Today, HRC blasted the Alabama House Health Committee for putting the discriminatory H.B. 24 bill on the fast track to a vote by the full House of Representatives.

The bill, deceptively titled the “Child Placing Agency Inclusion Act,” would enshrine taxpayer-funded discrimination into Alabama law by allowing state-funded and licensed adoption and foster care agencies to reject prospective LGBTQ adoptive or foster parents based on the agency’s religious beliefs.

“Alabama’s child welfare system has over 5,000 children waiting to be placed with or adopted by a qualified, loving family, yet our state lawmakers appear more interested in focusing on discriminating against LGBTQ people than helping these young people to find permanent homes,” said Eva Kendrick, HRC Alabama state manager. “Offering adoption and foster care services to the public is not a religious-based activity, and this effort to discriminate using taxpayer dollars is an embarrassing and dangerous distraction from the real problems facing Alabama. HRC Alabama opposes this noxious bill and any attempt to make life more difficult for Alabama’s LGBTQ families and youth — especially children in out-of-home care due to crisis, abuse and neglect.”

H.B. 24 would allow state-licensed and funded child-placing agencies to disregard the best interest of children, and turn away qualified Alabamians seeking to care for a child in need — including LGBTQ couples, interfaith couples, single parents, married couples in which one prospective parent has previously been divorced, or other parents to whom the agency has a religious objection. The measure would even allow agencies to refuse to place foster children with members of their own extended families — a practice often considered to be in the best interest of the child. A qualified, loving LGBTQ grandparent, for example, could be deemed unsuitable under the proposed law.

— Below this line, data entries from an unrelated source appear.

//! Short-lived bearer tokens for identity-based database authentication.
//!
//! [`GoogleTokenSource`] follows Application Default Credentials discovery:
//!
//! 1. the file named by `GOOGLE_APPLICATION_CREDENTIALS`
//! 2. the gcloud well-known file (`application_default_credentials.json`)
//! 3. the GCE metadata server
//!
//! Credential files may hold an `authorized_user` (refresh-token grant) or a
//! `service_account` key (JWT bearer grant, RS256).

use crate::{Error, Result};
use async_trait::async_trait;
use jsonwebtoken::{Algorithm, EncodingKey, Header, encode};
use secrecy::{ExposeSecret, SecretString};
use serde::{Deserialize, Serialize};
use std::path::{Path, PathBuf};
use std::time::{Duration, Instant, SystemTime, UNIX_EPOCH};

/// OAuth2 scope requested for database tokens.
pub const CLOUD_PLATFORM_SCOPE: &str = "https://www.googleapis.com/auth/cloud-platform";

const DEFAULT_TOKEN_URI: &str = "https://oauth2.googleapis.com/token";
const DEFAULT_METADATA_HOST: &str = "metadata.google.internal";
const METADATA_TOKEN_PATH: &str = "/computeMetadata/v1/instance/service-accounts/default/token";
const JWT_BEARER_GRANT: &str = "urn:ietf:params:oauth:grant-type:jwt-bearer";
const ASSERTION_LIFETIME_SECS: u64 = 3600;

/// A bearer token and its expiry.
#[derive(Clone)]
pub struct AccessToken {
    secret: SecretString,
    expires_at: Instant,
}

impl std::fmt::Debug for AccessToken {
    fn fmt(&self, f: &mut std::fmt::Formatter<'_>) -> std::fmt::Result {
        f.debug_struct("AccessToken")
            .field("secret", &"***")
            .field("expires_at", &self.expires_at)
            .finish()
    }
}

impl AccessToken {
    /// Creates a token valid for `expires_in` from now.
    #[must_use]
    pub fn new(secret: impl Into<String>, expires_in: Duration) -> Self {
        Self {
            secret: SecretString::from(secret.into()),
            expires_at: Instant::now() + expires_in,
        }
    }

    /// Returns the token value.
    #[must_use]
    pub fn secret(&self) -> &str {
        self.secret.expose_secret()
    }

    /// Returns when the token expires.
    #[must_use]
    pub const fn expires_at(&self) -> Instant {
        self.expires_at
    }

    /// Returns true once the token has expired.
    #[must_use]
    pub fn is_expired(&self) -> bool {
        Instant::now() >= self.expires_at
    }

    /// Returns how long to wait before refreshing with `margin` to spare.
    #[must_use]
    pub fn refresh_in(&self, margin: Duration) -> Duration {
        self.expires_at
            .checked_sub(margin)
            .map_or(Duration::ZERO, |at| at.saturating_duration_since(Instant::now()))
    }
}

/// Supplies bearer tokens.
#[async_trait]
pub trait TokenSource: Send + Sync {
    /// Returns a fresh token.
    async fn token(&self) -> Result<AccessToken>;
}

/// A fixed token, for externally managed tokens and tests.
pub struct StaticTokenSource {
    secret: SecretString,
    lifetime: Duration,
}

impl StaticTokenSource {
    /// Creates a source that always returns `secret`, reported as valid for
    /// `lifetime` from each call.
    #[must_use]
    pub fn new(secret: impl Into<String>, lifetime: Duration) -> Self {
        Self {
            secret: SecretString::from(secret.into()),
            lifetime,
        }
    }
}

#[async_trait]
impl TokenSource for StaticTokenSource {
    async fn token(&self) -> Result<AccessToken> {
        Ok(AccessToken::new(self.secret.expose_secret(), self.lifetime))
    }
}

/// Credential file contents.
#[derive(Debug, Deserialize)]
#[serde(tag = "type", rename_all = "snake_case")]
enum CredentialFile {
    AuthorizedUser {
        client_id: String,
        client_secret: String,
        refresh_token: String,
        #[serde(default)]
        token_uri: Option<String>,
    },
    ServiceAccount {
        client_email: String,
        private_key: String,
        #[serde(default)]
        token_uri: Option<String>,
    },
}

enum Credentials {
    AuthorizedUser {
        client_id: String,
        client_secret: SecretString,
        refresh_token: SecretString,
        token_uri: String,
    },
    ServiceAccount {
        client_email: String,
        private_key: SecretString,
        token_uri: String,
    },
    Metadata {
        base_url: String,
    },
}

#[derive(Debug, Deserialize)]
struct TokenResponse {
    access_token: String,
    #[serde(default)]
    expires_in: Option<u64>,
}

#[derive(Serialize)]
struct AssertionClaims<'a> {
    iss: &'a str,
    scope: &'a str,
    aud: &'a str,
    iat: u64,
    exp: u64,
}

/// Google Application Default Credentials.
pub struct GoogleTokenSource {
    client: reqwest::Client,
    credentials: Credentials,
}

impl GoogleTokenSource {
    /// Discovers credentials from the environment.
    ///
    /// # Errors
    ///
    /// Returns [`Error::Configuration`] if `GOOGLE_APPLICATION_CREDENTIALS`
    /// names an unreadable or malformed file, or the well-known file is
    /// malformed. Falls back to the metadata server when no file is found.
    pub fn from_env() -> Result<Self> {
        if let Ok(path) = std::env::var("GOOGLE_APPLICATION_CREDENTIALS") {
            tracing::debug!(path = %path, "Using credentials from GOOGLE_APPLICATION_CREDENTIALS");
            return Self::from_file(Path::new(&path));
        }
        if let Some(path) = well_known_file().filter(|p| p.exists()) {
            tracing::debug!(path = %path.display(), "Using gcloud application default credentials");
            return Self::from_file(&path);
        }
        let host = std::env::var("GCE_METADATA_HOST")
            .unwrap_or_else(|_| DEFAULT_METADATA_HOST.to_string());
        tracing::debug!(host = %host, "Using metadata server credentials");
        Ok(Self::metadata_server(format!("http://{host}")))
    }

    /// Loads a credential file.
    ///
    /// # Errors
    ///
    /// Returns [`Error::Configuration`] if the file cannot be read or has an
    /// unsupported shape.
    pub fn from_file(path: &Path) -> Result<Self> {
        let contents = std::fs::read_to_string(path).map_err(|e| {
            Error::Configuration(format!("cannot read credentials {}: {e}", path.display()))
        })?;
        Self::from_json(&contents)
    }

    /// Parses credential JSON.
    ///
    /// # Errors
    ///
    /// Returns [`Error::Configuration`] for unsupported credential types or
    /// missing fields.
    pub fn from_json(json: &str) -> Result<Self> {
        let file: CredentialFile = serde_json::from_str(json)
            .map_err(|e| Error::Configuration(format!("unsupported credentials: {e}")))?;
        let credentials = match file {
            CredentialFile::AuthorizedUser {
                client_id,
                client_secret,
                refresh_token,
                token_uri,
            } => Credentials::AuthorizedUser {
                client_id,
                client_secret: SecretString::from(client_secret),
                refresh_token: SecretString::from(refresh_token),
                token_uri: token_uri.unwrap_or_else(|| DEFAULT_TOKEN_URI.to_string()),
            },
            CredentialFile::ServiceAccount {
                client_email,
                private_key,
                token_uri,
            } => Credentials::ServiceAccount {
                client_email,
                private_key: SecretString::from(private_key),
                token_uri: token_uri.unwrap_or_else(|| DEFAULT_TOKEN_URI.to_string()),
            },
        };
        Ok(Self {
            client: reqwest::Client::new(),
            credentials,
        })
    }

    /// Uses the metadata server at `base_url`.
    #[must_use]
    pub fn metadata_server(base_url: impl Into<String>) -> Self {
        Self {
            client: reqwest::Client::new(),
            credentials: Credentials::Metadata {
                base_url: base_url.into(),
            },
        }
    }

    fn service_account_assertion(
        client_email: &str,
        private_key: &SecretString,
        token_uri: &str,
    ) -> Result<String> {
        let iat = SystemTime::now()
            .duration_since(UNIX_EPOCH)
            .map_err(|e| Error::OperationFailed {
                operation: "sign_assertion".to_string(),
                cause: e.to_string(),
            })?
            .as_secs();
        let claims = AssertionClaims {
            iss: client_email,
            scope: CLOUD_PLATFORM_SCOPE,
            aud: token_uri,
            iat,
            exp: iat + ASSERTION_LIFETIME_SECS,
        };
        let key = EncodingKey::from_rsa_pem(private_key.expose_secret().as_bytes())
            .map_err(|e| Error::Configuration(format!("invalid service account key: {e}")))?;
        encode(&Header::new(Algorithm::RS256), &claims, &key).map_err(|e| {
            Error::OperationFailed {
                operation: "sign_assertion".to_string(),
                cause: e.to_string(),
            }
        })
    }

    async fn exchange(&self, request: reqwest::RequestBuilder) -> Result<AccessToken> {
        let response = request.send().await.map_err(|e| Error::Connectivity {
            operation: "fetch_token".to_string(),
            cause: e.to_string(),
        })?;

        if !response.status().is_success() {
            let status = response.status();
            let body = response.text().await.unwrap_or_default();
            return Err(Error::Connectivity {
                operation: "fetch_token".to_string(),
                cause: format!("token endpoint returned status: {status} - {body}"),
            });
        }

        let token: TokenResponse = response.json().await.map_err(|e| Error::OperationFailed {
            operation: "fetch_token".to_string(),
            cause: e.to_string(),
        })?;
        Ok(AccessToken::new(
            token.access_token,
            Duration::from_secs(token.expires_in.unwrap_or(ASSERTION_LIFETIME_SECS)),
        ))
    }
}

#[async_trait]
impl TokenSource for GoogleTokenSource {
    async fn token(&self) -> Result<AccessToken> {
        let request = match &self.credentials {
            Credentials::AuthorizedUser {
                client_id,
                client_secret,
                refresh_token,
                token_uri,
            } => self.client.post(token_uri).form(&[
                ("grant_type", "refresh_token"),
                ("client_id", client_id.as_str()),
                ("client_secret", client_secret.expose_secret()),
                ("refresh_token", refresh_token.expose_secret()),
            ]),
            Credentials::ServiceAccount {
                client_email,
                private_key,
                token_uri,
            } => {
                let assertion =
                    Self::service_account_assertion(client_email, private_key, token_uri)?;
                self.client.post(token_uri).form(&[
                    ("grant_type", JWT_BEARER_GRANT),
                    ("assertion", assertion.as_str()),
                ])
            },
            Credentials::Metadata { base_url } => self
                .client
                .get(format!("{base_url}{METADATA_TOKEN_PATH}"))
                .query(&[("scopes", CLOUD_PLATFORM_SCOPE)])
                .header("Metadata-Flavor", "Google"),
        };
        self.exchange(request).await
    }
}

fn well_known_file() -> Option<PathBuf> {
    if let Ok(dir) = std::env::var("CLOUDSDK_CONFIG") {
        return Some(PathBuf::from(dir).join("application_default_credentials.json"));
    }
    let base_dirs = directories::BaseDirs::new()?;
    let gcloud = if cfg!(windows) {
        base_dirs.config_dir().join("gcloud")
    } else {
        base_dirs.home_dir().join(".config").join("gcloud")
    };
    Some(gcloud.join("application_default_credentials.json"))
}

Research consistently shows that LGBTQ youth are overrepresented in the foster care system, as many have been rejected by their families of origin because of their LGBTQ status, and are especially vulnerable to discrimination and mistreatment while in foster care. H.B. 24 would only exacerbate the challenges faced by these young people.

In 2014, HRC launched Project One America, an initiative geared towards advancing social, institutional and legal equality in Alabama, Arkansas and Mississippi. HRC Alabama continues to work to advance equality for LGBTQ Alabamians who have no statewide protections in housing, workplace, or public accommodations; or legal state recognition for their relationships and families. Through HRC Alabama, we are working toward a future of fairness every day—changing hearts, minds and laws toward achieving full equality.